As such, it is recommended that taxpayers who have made R&D claims in the past ensure that they are comfortable with the content of their R&D claims and are confident that they would be able to defend the claims in the event of an HMRC enquiry. If there are any doubts or concerns regarding the claims or their previous advisers, it would be a good opportunity to seek specialist advice to review these in case any corrections need to be made.

It is hoped that the new facility will allow taxpayers to deal with historical issues in an efficient manner.

It is recommended that specialist advice is sought before making any historical disclosure to HMRC for the following reasons:

  • It is vital for a company to carefully consider why the historical inaccuracy arose as this will impact the periods of disclosure and the quantum of the penalties to be charged.

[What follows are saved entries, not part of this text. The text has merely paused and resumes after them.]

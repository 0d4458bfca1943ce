// Configuration module for the foundation model proxy

use serde::{Deserialize, Serialize};
use std::path::{Path, PathBuf};
use thiserror::Error;

use crate::bedrock::TOKEN_ENV;

/// Environment variable naming the YAML config file.
pub const CONFIG_ENV: &str = "PROXY_CONFIG";
const DEFAULT_CONFIG_FILE: &str = "config.yaml";

#[derive(Debug, Error)]
pub enum ConfigError {
    #[error("failed to read config file {path:?}: {source}")]
    Read {
        path: PathBuf,
        #[source]
        source: std::io::Error,
    },
    #[error("failed to parse config file {path:?}: {source}")]
    Parse {
        path: PathBuf,
        #[source]
        source: serde_yaml::Error,
    },
    #[error("invalid value {value:?} for {name}")]
    InvalidEnv { name: &'static str, value: String },
}

#[derive(Debug, Clone, Serialize, Deserialize)]
#[serde(rename_all = "kebab-case")]
pub struct AppConfig {
    #[serde(default = "default_host")]
    pub host: String,

    #[serde(default = "default_port")]
    pub port: u16,

    /// Region used by the invoke routes and as the health check default.
    #[serde(default = "default_region")]
    pub region: String,

    #[serde(default = "default_log_level")]
    pub log_level: String,

    #[serde(default)]
    pub cors: CorsConfig,

    #[serde(default)]
    pub upstream: UpstreamConfig,
}

impl Default for AppConfig {
    fn default() -> Self {
        Self {
            host: default_host(),
            port: default_port(),
            region: default_region(),
            log_level: default_log_level(),
            cors: CorsConfig::default(),
            upstream: UpstreamConfig::default(),
        }
    }
}

fn default_host() -> String {
    "0.0.0.0".to_string()
}

fn default_port() -> u16 {
    8000
}

fn default_region() -> String {
    "us-east-1".to_string()
}

fn default_log_level() -> String {
    "info".to_string()
}

#[derive(Debug, Clone, Serialize, Deserialize)]
#[serde(rename_all = "kebab-case")]
pub struct CorsConfig {
    #[serde(default = "default_origins")]
    pub allowed_origins: Vec<String>,
    #[serde(default = "default_methods")]
    pub allowed_methods: Vec<String>,
    #[serde(default = "default_headers")]
    pub allowed_headers: Vec<String>,
}

impl Default for CorsConfig {
    fn default() -> Self {
        Self {
            allowed_origins: default_origins(),
            allowed_methods: default_methods(),
            allowed_headers: default_headers(),
        }
    }
}

fn default_origins() -> Vec<String> {
    vec!["http://localhost:3000".to_string()]
}

fn default_methods() -> Vec<String> {
    ["GET", "POST", "OPTIONS"].iter().map(|m| m.to_string()).collect()
}

fn default_headers() -> Vec<String> {
    vec!["*".to_string()]
}

/// Where and how to reach the model service.
#[derive(Debug, Clone, Serialize, Deserialize, Default)]
#[serde(rename_all = "kebab-case")]
pub struct UpstreamConfig {
    /// Runtime endpoint template; `{region}` is substituted.
    #[serde(default)]
    pub runtime_endpoint: Option<String>,
    /// Control-plane endpoint template; `{region}` is substituted.
    #[serde(default)]
    pub control_endpoint: Option<String>,
    #[serde(default)]
    pub bearer_token: Option<String>,
}

impl AppConfig {
    pub fn from_yaml(content: &str, path: &Path) -> Result<Self, ConfigError> {
        serde_yaml::from_str(content).map_err(|source| ConfigError::Parse {
            path: path.to_path_buf(),
            source,
        })
    }

    pub fn read(path: &Path) -> Result<Self, ConfigError> {
        let content = std::fs::read_to_string(path).map_err(|source| ConfigError::Read {
            path: path.to_path_buf(),
            source,
        })?;
        Self::from_yaml(&content, path)
    }

    /// Override fields from environment variables, looked up through `lookup`.
    pub fn apply_env<F>(&mut self, lookup: F) -> Result<(), ConfigError>
    where
        F: Fn(&str) -> Option<String>,
    {
        let get = |name: &str| lookup(name).map(|v| v.trim().to_string()).filter(|v| !v.is_empty());

        if let Some(host) = get("HOST") {
            self.host = host;
        }
        if let Some(port) = get("PORT") {
            self.port = port
                .parse()
                .map_err(|_| ConfigError::InvalidEnv { name: "PORT", value: port })?;
        }
        if let Some(region) = get("AWS_REGION") {
            self.region = region;
        }
        if let Some(level) = get("LOG_LEVEL") {
            self.log_level = level.to_lowercase();
        }
        if let Some(origins) = get("ALLOWED_CORS_ORIGINS") {
            self.cors.allowed_origins = origins
                .split(',')
                .map(|o| o.trim().to_string())
                .filter(|o| !o.is_empty())
                .collect();
        }
        if self.upstream.bearer_token.is_none() {
            self.upstream.bearer_token = get(TOKEN_ENV);
        }
        Ok(())
    }
}

/// Load the config file named by `PROXY_CONFIG` (or `config.yaml` when present),
/// then apply environment overrides.
pub fn load_config() -> Result<AppConfig, ConfigError> {
    let mut config = match std::env::var(CONFIG_ENV).ok() {
        Some(path) => AppConfig::read(Path::new(&path))?,
        None => {
            let path = Path::new(DEFAULT_CONFIG_FILE);
            if path.exists() {
                AppConfig::read(path)?
            } else {
                AppConfig::default()
            }
        }
    };

    config.apply_env(|name| std::env::var(name).ok())?;
    tracing::debug!("Config loaded: host={}, port={}, region={}", config.host, config.port, config.region);
    Ok(config)
}

#[cfg(test)]
mod tests {
    use super::*;
    use std::collections::HashMap;
    use std::io::Write;

    #[test]
    fn test_defaults_from_empty_file() {
        let config = AppConfig::from_yaml("{}", Path::new("config.yaml")).unwrap();
        assert_eq!(config.host, "0.0.0.0");
        assert_eq!(config.port, 8000);
        assert_eq!(config.region, "us-east-1");
        assert_eq!(config.cors.allowed_methods, vec!["GET", "POST", "OPTIONS"]);
        assert!(config.upstream.bearer_token.is_none());
    }

    #[test]
    fn test_read_kebab_case_file() {
        let mut file = tempfile::NamedTempFile::new().unwrap();
        writeln!(
            file,
            "port: 9100\nregion: us-west-2\ncors:\n  allowed-origins:\n    - https://play.example.com\nupstream:\n  runtime-endpoint: http://127.0.0.1:4566\n"
        )
        .unwrap();

        let config = AppConfig::read(file.path()).unwrap();
        assert_eq!(config.port, 9100);
        assert_eq!(config.region, "us-west-2");
        assert_eq!(config.cors.allowed_origins, vec!["https://play.example.com"]);
        assert_eq!(
            config.upstream.runtime_endpoint.as_deref(),
            Some("http://127.0.0.1:4566")
        );
    }

    #[test]
    fn test_missing_file_reports_path() {
        let err = AppConfig::read(Path::new("/definitely/not/here.yaml")).unwrap_err();
        assert!(matches!(err, ConfigError::Read { .. }));
        assert!(err.to_string().contains("here.yaml"));
    }

    #[test]
    fn test_env_overrides() {
        let env: HashMap<&str, &str> = HashMap::from([
            ("PORT", "8080"),
            ("AWS_REGION", "eu-central-1"),
            ("LOG_LEVEL", "DEBUG"),
            ("ALLOWED_CORS_ORIGINS", "http://a.test, http://b.test,"),
            (TOKEN_ENV, "secret"),
        ]);

        let mut config = AppConfig::default();
        config
            .apply_env(|name| env.get(name).map(|v| v.to_string()))
            .unwrap();

        assert_eq!(config.port, 8080);
        assert_eq!(config.region, "eu-central-1");
        assert_eq!(config.log_level, "debug");
        assert_eq!(config.cors.allowed_origins, vec!["http://a.test", "http://b.test"]);
        assert_eq!(config.upstream.bearer_token.as_deref(), Some("secret"));
    }

    #[test]
    fn test_file_token_wins_over_env() {
        let mut config = AppConfig::default();
        config.upstream.bearer_token = Some("from-file".to_string());
        config
            .apply_env(|name| (name == TOKEN_ENV).then(|| "from-env".to_string()))
            .unwrap();
        assert_eq!(config.upstream.bearer_token.as_deref(), Some("from-file"));
    }

    #[test]
    fn test_bad_port_is_rejected() {
        let mut config = AppConfig::default();
        let err = config
            .apply_env(|name| (name == "PORT").then(|| "eighty".to_string()))
            .unwrap_err();
        assert!(matches!(err, ConfigError::InvalidEnv { name: "PORT", .. }));
    }
}
// Bedrock HTTP client for proxying requests

use async_trait::async_trait;
use bytes::Bytes;
use reqwest::header::HeaderMap;
use reqwest::StatusCode;
use serde_json::Value;
use std::sync::Arc;

use super::types::{GetModelResponse, ListModelsResponse, ModelDetails, ModelSummary};
use super::{UpstreamClient, UpstreamError, UpstreamFactory, ACCESS_DENIED, RESOURCE_NOT_FOUND};
use crate::config::UpstreamConfig;

/// Environment variable holding the bearer token for the model service.
pub const TOKEN_ENV: &str = "AWS_BEARER_TOKEN_BEDROCK";

const RUNTIME_ENDPOINT: &str = "https://bedrock-runtime.{region}.amazonaws.com";
const CONTROL_ENDPOINT: &str = "https://bedrock.{region}.amazonaws.com";
const ERROR_TYPE_HEADER: &str = "x-amzn-errortype";

#[derive(Debug, Clone)]
pub struct BedrockClient {
    region: String,
    runtime_url: String,
    control_url: String,
    token: Option<String>,
    http_client: reqwest::Client,
}

fn endpoint(template: &str, region: &str) -> String {
    let mut url = template.replace("{region}", region);
    while url.ends_with('/') {
        url.pop();
    }
    url
}

impl BedrockClient {
    /// Build a client for `region`, honouring endpoint overrides from the config.
    pub fn from_config(config: &UpstreamConfig, region: &str) -> Self {
        let runtime = config.runtime_endpoint.as_deref().unwrap_or(RUNTIME_ENDPOINT);
        let control = config.control_endpoint.as_deref().unwrap_or(CONTROL_ENDPOINT);
        Self {
            region: region.to_string(),
            runtime_url: endpoint(runtime, region),
            control_url: endpoint(control, region),
            token: config.bearer_token.clone().filter(|t| !t.is_empty()),
            http_client: reqwest::Client::new(),
        }
    }

    pub fn region(&self) -> &str {
        &self.region
    }

    pub fn has_credentials(&self) -> bool {
        self.token.is_some()
    }

    fn token(&self) -> Result<&str, UpstreamError> {
        self.token.as_deref().ok_or_else(|| {
            UpstreamError::CredentialsUnavailable(format!(
                "no bearer token configured; set {} or upstream.bearer-token",
                TOKEN_ENV
            ))
        })
    }

    async fn send(&self, request: reqwest::RequestBuilder) -> Result<Bytes, UpstreamError> {
        let response = request
            .bearer_auth(self.token()?)
            .header("Accept", "application/json")
            .send()
            .await?;

        let status = response.status();
        let headers = response.headers().clone();
        let body = response.bytes().await?;

        tracing::debug!(
            "Model service responded: status={}, request_id={:?}, bytes={}",
            status,
            headers.get("x-amzn-requestid"),
            body.len()
        );

        if !status.is_success() {
            return Err(decode_service_error(status, &headers, &body));
        }
        Ok(body)
    }
}

#[async_trait]
impl UpstreamClient for BedrockClient {
    async fn invoke_model(&self, model_id: &str, body: Bytes) -> Result<Bytes, UpstreamError> {
        let url = format!(
            "{}/model/{}/invoke",
            self.runtime_url,
            urlencoding::encode(model_id)
        );
        tracing::debug!("POST {} ({} bytes)", url, body.len());

        let request = self
            .http_client
            .post(&url)
            .header("Content-Type", "application/json")
            .body(body);
        self.send(request).await
    }

    async fn list_foundation_models(&self) -> Result<Vec<ModelSummary>, UpstreamError> {
        let url = format!("{}/foundation-models", self.control_url);
        tracing::debug!("GET {}", url);

        let body = self.send(self.http_client.get(&url)).await?;
        let parsed: ListModelsResponse = serde_json::from_slice(&body)?;
        Ok(parsed.model_summaries)
    }

    async fn get_foundation_model(&self, model_id: &str) -> Result<ModelDetails, UpstreamError> {
        let url = format!(
            "{}/foundation-models/{}",
            self.control_url,
            urlencoding::encode(model_id)
        );
        tracing::debug!("GET {}", url);

        let body = self.send(self.http_client.get(&url)).await?;
        let parsed: GetModelResponse = serde_json::from_slice(&body)?;
        Ok(parsed.model_details)
    }
}

/// Creates `BedrockClient`s on demand for the diagnostics endpoints.
#[derive(Debug, Clone)]
pub struct BedrockFactory {
    config: UpstreamConfig,
}

impl BedrockFactory {
    pub fn new(config: UpstreamConfig) -> Self {
        Self { config }
    }
}

impl UpstreamFactory for BedrockFactory {
    fn client_for_region(&self, region: &str) -> Result<Arc<dyn UpstreamClient>, UpstreamError> {
        let client = BedrockClient::from_config(&self.config, region);
        // Missing credentials mean no client at all, not a failed call.
        client.token()?;
        Ok(Arc::new(client))
    }
}

/// Turn a non-2xx response into a structured service error.
pub(crate) fn decode_service_error(status: StatusCode, headers: &HeaderMap, body: &[u8]) -> UpstreamError {
    let parsed: Option<Value> = serde_json::from_slice(body).ok();

    let code = headers
        .get(ERROR_TYPE_HEADER)
        .and_then(|v| v.to_str().ok())
        .and_then(|v| v.split(':').next())
        .map(|v| v.trim().to_string())
        .filter(|v| !v.is_empty())
        .or_else(|| {
            parsed
                .as_ref()
                .and_then(|b| b.get("__type"))
                .and_then(|t| t.as_str())
                .and_then(|t| t.rsplit('#').next())
                .map(|t| t.to_string())
                .filter(|t| !t.is_empty())
        })
        .unwrap_or_else(|| code_for_status(status).to_string());

    let message = parsed
        .as_ref()
        .and_then(|b| b.get("message").or_else(|| b.get("Message")))
        .and_then(|m| m.as_str())
        .map(|m| m.to_string())
        .unwrap_or_else(|| {
            let text = String::from_utf8_lossy(body).trim().to_string();
            if text.is_empty() {
                status.to_string()
            } else {
                text
            }
        });

    UpstreamError::service(code, message, status.as_u16())
}

fn code_for_status(status: StatusCode) -> &'static str {
    match status {
        StatusCode::FORBIDDEN => ACCESS_DENIED,
        StatusCode::NOT_FOUND => RESOURCE_NOT_FOUND,
        StatusCode::BAD_REQUEST => "ValidationException",
        StatusCode::TOO_MANY_REQUESTS => "ThrottlingException",
        _ => "InternalServerException",
    }
}
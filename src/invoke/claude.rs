// Claude messages adapter (chat-style payloads)

use serde::{Deserialize, Serialize};
use serde_json::Value;

use super::{GenerationRequest, GenerationResult, InvokeError, ModelAdapter};

const ANTHROPIC_VERSION: &str = "bedrock-2023-05-31";

pub const CHAT_SYSTEM_PROMPT: &str = "Take the role of a friendly chat bot. Your responses are brief. \
You sometimes use emojis where appropriate, but you don't overdo it. \
You engage human in a dialog by regularly asking questions, \
except when Human indicates that the conversation is over.";

#[derive(Debug, Serialize)]
struct MessagesPayload<'a> {
    anthropic_version: &'static str,
    max_tokens: u32,
    temperature: f32,
    #[serde(skip_serializing_if = "Option::is_none")]
    system: Option<&'a str>,
    messages: Vec<Message<'a>>,
}

#[derive(Debug, Serialize)]
struct Message<'a> {
    role: &'static str,
    content: &'a str,
}

#[derive(Debug, Deserialize)]
struct MessagesResponse {
    #[serde(default)]
    content: Vec<ContentBlock>,
}

#[derive(Debug, Deserialize)]
struct ContentBlock {
    #[serde(default)]
    text: Option<String>,
}

#[derive(Debug, Clone, Default)]
pub struct ClaudeMessagesAdapter {
    system_prompt: Option<String>,
}

impl ClaudeMessagesAdapter {
    pub fn new() -> Self {
        Self::default()
    }

    pub fn with_system_prompt(prompt: impl Into<String>) -> Self {
        Self {
            system_prompt: Some(prompt.into()),
        }
    }
}

impl ModelAdapter for ClaudeMessagesAdapter {
    fn name(&self) -> &'static str {
        "claude-messages"
    }

    fn build_payload(&self, request: &GenerationRequest) -> Result<Value, InvokeError> {
        let payload = MessagesPayload {
            anthropic_version: ANTHROPIC_VERSION,
            max_tokens: request.max_tokens,
            temperature: request.temperature,
            system: self.system_prompt.as_deref(),
            messages: vec![Message {
                role: "user",
                content: &request.prompt,
            }],
        };
        serde_json::to_value(payload).map_err(InvokeError::Encode)
    }

    fn parse_response(&self, body: &[u8]) -> Result<GenerationResult, InvokeError> {
        let response: MessagesResponse = serde_json::from_slice(body)
            .map_err(|e| InvokeError::malformed(format!("invalid messages response: {}", e)))?;

        let first = response
            .content
            .into_iter()
            .next()
            .ok_or_else(|| InvokeError::malformed("messages response has no content"))?;

        first
            .text
            .map(GenerationResult::Text)
            .ok_or_else(|| InvokeError::malformed("first content block has no text"))
    }
}
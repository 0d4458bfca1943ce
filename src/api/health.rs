// Health check handlers

use axum::{
    extract::{Path, Query, State},
    http::StatusCode,
    response::Json,
};
use serde::Deserialize;

use super::{ApiError, AppState};
use crate::bedrock::{ACCESS_DENIED, RESOURCE_NOT_FOUND};
use crate::health::{self, HealthReport, HealthStatus, ModelValidation};

#[derive(Debug, Deserialize)]
pub struct RegionQuery {
    pub region: Option<String>,
}

impl RegionQuery {
    fn resolve(self, default_region: &str) -> String {
        self.region
            .filter(|r| !r.trim().is_empty())
            .unwrap_or_else(|| default_region.to_string())
    }
}

/// Always answers 200; an unreachable service shows up as `status: unhealthy`.
pub async fn health_check(
    State(state): State<AppState>,
    Query(query): Query<RegionQuery>,
) -> Json<HealthReport> {
    let region = query.resolve(&state.default_region);
    tracing::info!("Health check requested for region: {}", region);

    let report = health::check_health(state.factory.as_ref(), &region).await;
    match report.status {
        HealthStatus::Healthy => {
            tracing::info!("Health check passed: {} models available", report.model_count)
        }
        HealthStatus::Unhealthy => tracing::warn!("Health check failed: {:?}", report.errors),
    }

    Json(report)
}

/// Escalates not-found and access-denied to 404 and 403; other failures come back as 200.
pub async fn validate_model(
    State(state): State<AppState>,
    Path(model_id): Path<String>,
    Query(query): Query<RegionQuery>,
) -> Result<Json<ModelValidation>, ApiError> {
    let region = query.resolve(&state.default_region);
    tracing::info!("Model validation requested for model_id: {} in region: {}", model_id, region);

    let validation = health::validate_model(state.factory.as_ref(), &model_id, &region).await;
    if validation.accessible {
        tracing::info!("Model validation passed for {}", model_id);
        return Ok(Json(validation));
    }

    tracing::warn!("Model validation failed for {}: {:?}", model_id, validation.errors);
    match validation.failure_code() {
        Some(RESOURCE_NOT_FOUND) => Err(ApiError::new(
            StatusCode::NOT_FOUND,
            format!(
                "Model '{}' not found or not accessible in region '{}'",
                model_id, region
            ),
        )),
        Some(ACCESS_DENIED) => Err(ApiError::new(
            StatusCode::FORBIDDEN,
            format!("Access denied to model '{}'", model_id),
        )),
        _ => Ok(Json(validation)),
    }
}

Often such a determination must  consider legislative definitions, HMRC guidance and case law.
  • Any amendments to the R&D tax computations will need to be compliant with the legislation.  Often computations are complex and require specialist input.
  • Consideration as to whether the disclosure service is the most appropriate route to rectifying the historical issue, or what other options are available.

Deloitte’s combination of R&D tax relief specialists, former HMRC inspectors and tax controversy experts can ensure that any historical tax disclosures in relation to R&D are dealt with in the most effective manner. 

For more information, please contact our specialists using the details below or your usual Deloitte adviser.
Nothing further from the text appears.